OK, political junkies, here is today’s assignment: Identify which Republican Presidential candidate delivered to Congress the fiscal-policy message from which these representative quotes were excerpted:
“But it has become increasingly dear–particularly in the last five years–that the largest single barrier to full employment of our manpower and resources and to a higher rate of economic growth is the unrealistically heavy drag of Federal income taxes on private purchasing power, initiative and incentive. . . .
“The chief problem confronting our economy . . . is its unrealized potential–slow growth, under-investment, unused capacity and persistent unemployment. The result is lagging wage, salary and profit income, smaller take-home pay, insufficient productivity gains, inadequate federal revenues and persistent budget deficits. . . .
“ . . . our tax system still siphons out of the private economy too large a share of personal and business purchasing power and reduces the incentive for risk, investment and effort–thereby aborting our recoveries and stifling our national growth rate.

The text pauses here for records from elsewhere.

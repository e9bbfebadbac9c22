use sea_orm::entity::prelude::*;

/// A shopping cart, addressed from the storefront by its masked id.
#[derive(Clone, Debug, PartialEq, DeriveEntityModel)]
#[sea_orm(table_name = "cart")]
pub struct Model {
    #[sea_orm(primary_key)]
    pub id: i32,
    #[sea_orm(unique)]
    pub masked_id: String,
    pub store_id: i32,
    pub customer_email: Option<String>,
    pub is_active: bool,
    pub items_count: i32,
    pub items_qty: f64,
    pub created_at: DateTimeUtc,
}

#[derive(Copy, Clone, Debug, EnumIter, DeriveRelation)]
pub enum Relation {
    #[sea_orm(
        belongs_to = "super::store::Entity",
        from = "Column::StoreId",
        to = "super::store::Column::Id",
        on_update = "Cascade",
        on_delete = "Cascade"
    )]
    Store,
}

impl Related<super::store::Entity> for Entity {
    fn to() -> RelationDef {
        Relation::Store.def()
    }
}

impl ActiveModelBehavior for ActiveModel {}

“In addition, the present tax code contains special preferences and provisions, all of which narrow the tax base (thus requiring higher rates), artificially distort the use of resources, inhibit the mobility and formation of capital, add complexities and inequities which undermine the morale of the taxpayer, and make tax avoidance rather than market factors a prime consideration in too many economic decisions.
“I am therefore proposing the following:
(1) Reduction in individual income tax rates . . .
(2) Reduction in the rate of the corporate income tax . . .
(3) Reversal of the corporate normal and surtax rates, so that the tax rate applicable to the (first dollars) of corporate income would drop . . . . . .
(5) (More favorable) tax treatment of capital gains, designed to provide a freer and fuller flow of capital funds and to achieve a greater equity; and . . . . . .
(7) Broadening of the base of the individual and corporate income taxes, to remove unwarranted special privileges, correct defects in the tax law, and provide more equal treatment of taxpayers . . . .
“Enactment of this program will help strengthen every segment of the American (economy) . . .
–Total output and economic growth will be stepped up by an amount several times as great as the tax cut itself. . . . Total incomes will rise–billions of dollars more will be earned each year in profits and wages. Investment and productivity improvement will be spurred by more intensive use of our present productive potential; and the added incentives to risk-taking will speed the modernization of American industry . . .
–Unemployment will be reduced, as firms throughout the country hire new workers to meet the new demands released by tax reduction. . . . The retraining of workers with obsolete skills will proceed more quickly and efficiently in a full employment climate. . . .
–Investment will be expanded, as the rate of return on capital formation is increased, and as growing consumer markets create a need for new capacity. . –Reducing the maximum individual income tax rate . . . makes more meaningful the concept of additional reward and incentive for additional initiative, effort and risk-taking. . . .
“. . . Within a few years of the enactment of this program, federal revenues will be larger than if present tax rates continue to prevail. Full employment, moreover, will make possible the reduction of certain government expenditures caused by unemployment. As the economy climbs toward full employment, a substantial part of the increased tax revenue thereby generated will be applied toward a reduction in the Federal deficit.
“. . . our choice today is not between a tax cut and a balanced budget. Our choice is between chronic deficits resulting from chronic slack, on the one hand, and transitional deficits temporarily enlarged by tax revision designed to promote full employment and thus make possible an ultimately balanced budget . . . The purpose of cutting taxes, I repeat, is not to create a deficit but to increase investment, employment and the prospects for a balanced budget.
“It would be a grave mistake to require that any tax reduction today be offset by a corresponding cut in expenditures. In my judgment, . . . the gains in demand from tax reduction would . . . be offset–or more than offset–by the loss of demand due to the reduction in Government spending. . . .
“On the other hand, I do not favor raising demand by a massive increase in Government expenditures. In today’s circumstances, it is desirable to seek expansion through our free market processes–to place increased spending power in the hands of private consumers and investors and offer more encouragement to private initiative. The most effective policy, therefore, is to expand demand and unleash incentives through a program of tax reduction and reform, coupled with the most prudent possible policy of public expenditures. “
OK, the answer: The writer was President John Fitzgerald Kennedy, in a message delivered to Congress in 1963:
http://www.presidency.ucsb.edu/ws/?pid=9387
Sorry, it was a trick question. Wouldn’t most Republicans vote for the man who uttered these words, if he were alive and a candidate today ? Wouldn’t most Democrats be mortified? Not convinced? Wait ‘til I give you JFK’s national defense and national security views.
This also illustrates how nothing has changed.
Government spending and taxes.
We can add that regulation’s have greatly increased.